For letting badblocks perform a disk wipe, a destructive read-write test has to be done:

# badblocks -c <NUMBER_BLOCKS> -wsv /dev/<drive>

hdparm

hdparm supports ATA Secure Erase, which is functionally equivalent to zero-filling a disk. It is however handled by the hard-drive firmware itself, and includes "hidden data areas". As such, it can be seen as a modern-day "low-level format" command. SSD drives reportedly achieve factory performance after issuing this command, but may not be sufficiently wiped (see #Flash_memory).

Some drives support Enhanced Secure Erase, which uses distinct patterns defined by the manufacturer. If the output of hdparm -I for the device indicates a manifold time advantage for the Enhanced erasure, the device probably has a hardware encryption feature and the wipe will be performed to the encryption keys only.

For detailed instructions on using ATA Secure Erase, see the Linux ATA wiki.

secure-delete

The secure-deleteAUR package from AUR provides several utilites for secure erasion, including sfill, which deletes only free space in a specified mount. For example:

# sfill -v /

See the tools list for more info.

データの残留

Wikipedia:Data remanence を参照してください。

The residual representation of data may remain even after attempts have been made to remove or erase the data.

Residual data may get wiped by writing (random) data to the disk with a single or even more than one iteration. However, more than one iteration may not significantly decrease the possibility to reconstruct the data of hard disk drives.
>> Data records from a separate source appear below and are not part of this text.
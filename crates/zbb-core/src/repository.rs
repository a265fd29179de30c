use uuid::Uuid;
use zbb_domain::{
    Account, BudgetRowFields, Category, DateRange, MonthId, MonthlyBudget, Transaction, UserId,
};

use crate::RepositoryError;

/// Source of plain ledger records for the engine.
///
/// Implementations must enforce uniqueness of stored budget rows per
/// (user, category, month): `insert_budget_row` fails with
/// [`RepositoryError::Conflict`] when the row already exists.
pub trait LedgerRepository: Send + Sync {
    fn list_active_categories(&self, user: &UserId) -> Result<Vec<Category>, RepositoryError>;

    fn get_category(
        &self,
        user: &UserId,
        category_id: Uuid,
    ) -> Result<Option<Category>, RepositoryError>;

    /// Transactions dated inside `range` (whole history when `None`).
    fn list_transactions(
        &self,
        user: &UserId,
        range: Option<DateRange>,
        category_id: Option<Uuid>,
    ) -> Result<Vec<Transaction>, RepositoryError>;

    fn list_budget_rows(
        &self,
        user: &UserId,
        month: MonthId,
    ) -> Result<Vec<MonthlyBudget>, RepositoryError>;

    fn list_budget_rows_for_category(
        &self,
        user: &UserId,
        category_id: Uuid,
    ) -> Result<Vec<MonthlyBudget>, RepositoryError>;

    fn get_budget_row(
        &self,
        user: &UserId,
        category_id: Uuid,
        month: MonthId,
    ) -> Result<Option<MonthlyBudget>, RepositoryError>;

    fn list_accounts(&self, user: &UserId) -> Result<Vec<Account>, RepositoryError>;

    fn insert_budget_row(&self, user: &UserId, row: &MonthlyBudget) -> Result<(), RepositoryError>;

    /// Updates only the provided fields, creating the row when missing.
    fn upsert_budget_row(
        &self,
        user: &UserId,
        category_id: Uuid,
        month: MonthId,
        fields: &BudgetRowFields,
    ) -> Result<MonthlyBudget, RepositoryError>;
}
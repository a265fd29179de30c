use zbb_budget::cli::run_cli;

fn main() {
    if let Err(err) = run_cli() {
        tracing::debug!(error = %err, "command failed");
        eprintln!("Error: {}", err.user_message());
        std::process::exit(1);
    }
}
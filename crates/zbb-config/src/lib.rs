//! zbb-config
//!
//! Persistent user preferences for the budget tools.
//! Owns the Config data structure plus disk persistence helpers.

pub mod error;
pub mod manager;
pub mod model;

pub use error::ConfigError;
pub use manager::{default_base_dir, ConfigManager, HOME_ENV};
pub use model::Config;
See #Residual magnetism.

オペレーティングシステム、プログラム、ファイルシステム

The operating system, executed programs or journaling file systems may copy your unencrypted data throughout the block device. When writing to plain disks this should only be relevant in conjunction with one of the above.

If the data can get exactly located on the disk and was never copied anywhere else, wiping with random data can be thoroughgoing and impressively quick as long there is enough entropy in the pool.
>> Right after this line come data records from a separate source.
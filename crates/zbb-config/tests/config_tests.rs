use std::fs;

use tempfile::tempdir;
use zbb_config::{Config, ConfigError, ConfigManager};

#[test]
fn missing_config_loads_defaults() {
    let dir = tempdir().expect("tempdir");
    let manager = ConfigManager::with_base_dir(dir.path().join("home")).expect("manager");

    let cfg = manager.load().expect("load config");
    assert_eq!(cfg, Config::default());
    assert_eq!(manager.data_dir(&cfg), dir.path().join("home").join("data"));
}

#[test]
fn config_manager_persists_and_loads_config() {
    let dir = tempdir().expect("tempdir");
    let manager = ConfigManager::new(dir.path().join("config.json"));

    let cfg = Config {
        currency: "EUR".to_string(),
        locale: "de-DE".to_string(),
        default_user: Some("alice".into()),
        log_filter: Some("zbb_budget=debug".into()),
        ..Config::default()
    };

    manager.save(&cfg).expect("save config");
    let loaded = manager.load().expect("load config");

    assert_eq!(loaded, cfg);
    assert_eq!(loaded.resolve_user(), "alice");
    assert!(!dir.path().join("config.json.tmp").exists());
}

#[test]
fn config_without_optional_fields_uses_defaults() {
    let dir = tempdir().expect("tempdir");
    let path = dir.path().join("config.json");
    fs::write(&path, r#"{ "locale": "en-GB", "currency": "GBP" }"#).expect("write config");

    let loaded = ConfigManager::new(path).load().expect("load config");
    assert!(loaded.ui_color_enabled);
    assert_eq!(loaded.default_user, None);
    assert_eq!(loaded.resolve_user(), Config::DEFAULT_USER);
}

#[test]
fn malformed_config_is_reported() {
    let dir = tempdir().expect("tempdir");
    let path = dir.path().join("config.json");
    fs::write(&path, "locale = en").expect("write config");
    assert!(matches!(
        ConfigManager::new(path.clone()).load(),
        Err(ConfigError::Serde(_))
    ));

    fs::write(&path, r#"{ "locale": "en-US", "currency": "dollars" }"#).expect("write config");
    assert!(matches!(
        ConfigManager::new(path).load(),
        Err(ConfigError::Invalid(_))
    ));
}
A good example is cryptsetup using /dev/urandom for wiping the LUKS keyslots.

ハードウェア特有の問題

フラッシュメモリ

Write amplification and other characteristics make Flash memory a stubborn target for reliable wiping. As there is a lot of transparent abstraction in between data as seen by a device's controller chip and the operating system sight data is never overwritten in place and wiping particular blocks or files is not reliable.

Other "features" like transparent compression (all SandForce SSD's) can compress your /dev/zero or pattern stream so if wiping is fast beyond belief this might be the case.
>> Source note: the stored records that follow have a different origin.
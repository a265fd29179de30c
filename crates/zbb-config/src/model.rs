use std::path::{Path, PathBuf};

use serde::{Deserialize, Serialize};

use crate::ConfigError;

/// User preferences for the budget CLI.
///
/// `locale` and `currency` only affect display; amounts are never converted.
#[derive(Debug, Clone, PartialEq, Eq, Serialize, Deserialize)]
pub struct Config {
    pub locale: String,
    pub currency: String,
    #[serde(default = "Config::default_ui_color_enabled")]
    pub ui_color_enabled: bool,

    /// Identity used when the CLI is invoked without `--user`.
    #[serde(default, skip_serializing_if = "Option::is_none")]
    pub default_user: Option<String>,

    /// Directory holding the per-user ledgers. Defaults to `<base>/data`.
    #[serde(default, skip_serializing_if = "Option::is_none")]
    pub data_dir: Option<PathBuf>,

    /// `tracing` filter directive, e.g. `zbb_budget=debug`.
    #[serde(default, skip_serializing_if = "Option::is_none")]
    pub log_filter: Option<String>,
}

impl Default for Config {
    fn default() -> Self {
        Self {
            locale: "en-US".into(),
            currency: "USD".into(),
            ui_color_enabled: Self::default_ui_color_enabled(),
            default_user: None,
            data_dir: None,
            log_filter: None,
        }
    }
}

impl Config {
    pub const DEFAULT_USER: &'static str = "default";

    pub fn default_ui_color_enabled() -> bool {
        true
    }

    pub fn resolve_data_dir(&self, base: &Path) -> PathBuf {
        match &self.data_dir {
            Some(path) if path.is_absolute() => path.clone(),
            Some(path) => base.join(path),
            None => base.join("data"),
        }
    }

    pub fn resolve_user(&self) -> &str {
        self.default_user
            .as_deref()
            .map(str::trim)
            .filter(|user| !user.is_empty())
            .unwrap_or(Self::DEFAULT_USER)
    }

    /// Currency must be a 3-letter ISO code and the locale non-blank.
    pub fn validate(&self) -> Result<(), ConfigError> {
        if self.locale.trim().is_empty() {
            return Err(ConfigError::Invalid("locale must not be empty".into()));
        }
        let currency = self.currency.trim();
        if currency.len() != 3 || !currency.chars().all(|c| c.is_ascii_alphabetic()) {
            return Err(ConfigError::Invalid(format!(
                "currency `{}` is not a 3-letter code",
                self.currency
            )));
        }
        Ok(())
    }
}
Disassembling Flash memory devices, unsoldering the chips and analyzing data content without the controller in between is feasible without difficulty using simple hardware. Data recovery companys do it for cheap money.

For more information see: Reliably Erasing Data From Flash-Based Solid State Drives.

不良セクタ

If a hard drive marks a sector as bad, it cordons it off, and the section becomes impossible to write to via software. Thus a full overwrite would not reach it. However because of block sizes, these sections would only amount to a few theoretically recoverable KB.

残留磁気

A single, full overwrite with zeros or random data does not lead to any recoverable data on a modern high-density storage device.[1] Indications otherwise refer to single residual bits; reconstruction of byte patterns is generally not feasible.[2] See also [3], [4] and [5].

Overwriting old magnetic storage devices (e.g. floppy disks, magnetic tape, early-generation hard drives) only once can instead allow the wiped data to be reconstructed by analyzing the measured residual magnetics, due to much lower memory storage density. Such devices can get disassembled in a cleanroom and then analyzed with equipment like a magnetic force microscope. This method of data recovery requires however substantial financial resources. For this reason, it is advisable to overwrite old storage devices multiple times; degaussing is another practiced countermeasure, and to ensure that data has been completely erased, most resources even advise physical destruction.